Walker originally appointed Bradley to every judicial position she’s held since 2012. Prior to that time she had never served as a judge.

In 2013, she ran as an incumbent for a circuit court bench position to which Walker had appointed her. Armed with $167,000 in campaign contributions from the Koch brother’s Club for Growth and the Republican Party, she won with 53 percent of the vote over an experienced candidate.

Critics said Walker gave Bradley a similar boost by allowing her to run as an incumbent in next year’s election. Bradley also is expected to receive big-bucks backing from right-wing groups for her race next April, since her defeat would result in a 3–3 split on the court between conservatives and progressives.

Still, being so strongly identified as Walker’s candidate could cut against her, given the governor’s low polling numbers. The most recent Marquette Law School poll found 57 percent of Wisconsin voters disapprove of the job he’s doing, while only 37 approve. The rest have no opinion.

Bradley faces Fourth District Appeals Court Judge JoAnne Kloppenburg and Milwaukee County Circuit Judge Joe Donald on the ballot — neither of whom applied for the Supreme Court appointment.

Bradley’s appointment was the first ever made to an announced candidate for the high court bench. Both liberal and conservative judicial experts had urged him not to taint the court, which already ranks low in the public’s esteem due to prior scandals, by appointing a candidate for the bench.
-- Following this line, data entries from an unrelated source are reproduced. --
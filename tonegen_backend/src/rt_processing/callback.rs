//! Lock-conscious hand-off between the streaming worker and the device callback.
//!
//! The worker pushes whole mono blocks into a bounded queue; the device
//! callback drains them sample by sample, fanning each sample out to every
//! output channel. The callback never blocks: if the pending block is locked
//! by a flush it plays silence for that period.
//!
//! Block allocations travel back to the writer through a recycle queue so the
//! audio thread does not free memory in the steady state.

use std::sync::atomic::{AtomicU64, Ordering};
use std::time::Duration;

use cpal::Sample;
use crossbeam::atomic::AtomicCell;
use crossbeam::channel::{self, Receiver, SendTimeoutError, Sender, TryRecvError};
use spin::Mutex;
use tonegen_core::pcm;

#[derive(Debug, Clone, Copy, PartialEq, Eq)]
pub enum PushError {
    /// The callback did not make room within the timeout.
    Timeout,
    Disconnected,
}

/// The block currently being played and the read position inside it.
#[derive(Default)]
struct Pending {
    block: Vec<i16>,
    cursor: usize,
}

impl Pending {
    #[inline]
    fn next_sample(&mut self, blocks: &Receiver<Vec<i16>>, recycle: &Sender<Vec<i16>>) -> Option<i16> {
        while self.cursor >= self.block.len() {
            let next = blocks.try_recv().ok()?;
            let spent = std::mem::replace(&mut self.block, next);
            if spent.capacity() > 0 {
                let _ = recycle.try_send(spent);
            }
            self.cursor = 0;
        }
        let sample = self.block[self.cursor];
        self.cursor += 1;
        Some(sample)
    }

    fn clear(&mut self) {
        self.block.clear();
        self.cursor = 0;
    }
}

pub struct PlaybackSlot {
    pending: Mutex<Pending>,

    blocks_tx: Sender<Vec<i16>>,
    blocks_rx: Receiver<Vec<i16>>,
    recycle_tx: Sender<Vec<i16>>,
    recycle_rx: Receiver<Vec<i16>>,

    gain: AtomicCell<f32>,

    /// Frames handed to the device, silence included.
    frame_clock: AtomicU64,
    /// Callback periods that ran out of queued samples.
    underruns: AtomicU64,
}

impl PlaybackSlot {
    /// `queue_blocks` bounds how many blocks may wait ahead of the one playing.
    pub fn new(queue_blocks: usize) -> Self {
        let capacity = queue_blocks.max(1);
        let (blocks_tx, blocks_rx) = channel::bounded(capacity);
        // one extra for the block held in `pending`
        let (recycle_tx, recycle_rx) = channel::bounded(capacity + 1);
        Self {
            pending: Mutex::new(Pending::default()),
            blocks_tx,
            blocks_rx,
            recycle_tx,
            recycle_rx,
            gain: AtomicCell::new(1.0),
            frame_clock: AtomicU64::new(0),
            underruns: AtomicU64::new(0),
        }
    }

    /// Copy `block` into the queue, waiting up to `timeout` for space.
    pub fn push(&self, block: &[i16], timeout: Duration) -> Result<(), PushError> {
        let mut buffer = self.recycle_rx.try_recv().unwrap_or_default();
        buffer.clear();
        buffer.extend_from_slice(block);

        self.blocks_tx.send_timeout(buffer, timeout).map_err(|e| match e {
            SendTimeoutError::Timeout(_) => PushError::Timeout,
            SendTimeoutError::Disconnected(_) => PushError::Disconnected,
        })
    }

    /// Discard the block in flight and everything queued behind it.
    pub fn flush(&self) {
        let mut pending = self.pending.lock();
        pending.clear();
        loop {
            match self.blocks_rx.try_recv() {
                Ok(block) => {
                    let _ = self.recycle_tx.try_send(block);
                }
                Err(TryRecvError::Empty) | Err(TryRecvError::Disconnected) => break,
            }
        }
    }

    #[inline]
    pub fn set_gain(&self, gain: f32) {
        self.gain.store(gain.clamp(0.0, 1.0));
    }

    #[inline]
    pub fn gain(&self) -> f32 {
        self.gain.load()
    }

    /// Blocks waiting behind the one playing.
    pub fn queued_blocks(&self) -> usize {
        self.blocks_rx.len()
    }

    /// Realtime entry called from the device callback.
    ///
    /// `output` is interleaved with `channels` channels. Returns `true` if
    /// every frame came from queued audio.
    ///
    /// **Important**: This method performs no heap allocation.
    pub fn process_realtime<T>(&self, output: &mut [T], channels: usize) -> bool
    where
        T: cpal::SizedSample + cpal::FromSample<f32>,
    {
        let channels = channels.max(1);
        let frames = match output.len() / channels {
            0 => return false,
            n => n,
        };
        self.frame_clock.fetch_add(frames as u64, Ordering::Relaxed);

        let Some(mut pending) = self.pending.try_lock() else {
            output.fill(T::EQUILIBRIUM);
            return false;
        };

        let gain = self.gain.load();
        let mut starved = false;
        for frame in output.chunks_mut(channels) {
            let value = match pending.next_sample(&self.blocks_rx, &self.recycle_tx) {
                Some(sample) => T::from_sample(pcm::scale(sample, gain)),
                None => {
                    starved = true;
                    T::EQUILIBRIUM
                }
            };
            frame.fill(value);
        }

        if starved {
            self.underruns.fetch_add(1, Ordering::Relaxed);
        }
        !starved
    }

    pub fn frame_count(&self) -> u64 {
        self.frame_clock.load(Ordering::Relaxed)
    }

    pub fn underruns(&self) -> u64 {
        self.underruns.load(Ordering::Relaxed)
    }
}
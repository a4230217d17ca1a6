//! Device-independent building blocks of the tone generator: waveform
//! tables, the phase accumulator, block rendering and the sink contract.

pub mod buffer_filler;
pub mod config;
pub mod error;
pub mod pcm;
pub mod phase;
pub mod sink;
pub mod waveform;

pub use buffer_filler::{BufferFiller, fill_block};
pub use config::EngineConfig;
pub use error::{ConfigError, EngineError, SinkError};
pub use phase::{Interpolation, PhaseAccumulator};
pub use sink::{AudioOutput, AudioSink, SinkState, StreamSpec};
pub use waveform::{WaveTables, Waveform, WaveformTable};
Apparently, Walker had struck a backroom deal with Bradley even before he announced it. Bradley campaign spokeswoman Madison Wiberg said the website domain name of “justicerebeccabradley.com” was reserved a day before the Oct. 2 application deadline by a vendor “in anticipation of the application process.”

One Wisconsin Now executive director Scot Ross told the Wisconsin State Journal that the domain name registration “is further proof the fix was in from the start.”

“It calls into question what should have been an open, fair process that would maintain an independent judiciary,” Melissa Mulliken, campaign manager for Kloppenburg, told the newspaper. “Instead, it gives the appearance of the kind of cronyism that has defined Scott Walker’s administration.”

Claude Covelli, a Madison attorney who sought the appointment but lost out to Bradley, said it appears that Walker may have instigated a “sham application process.”

Bradley announced her campaign for the full 10-year term on Sept. 17, four days before Crooks died and the day after he said he would not seek re-election.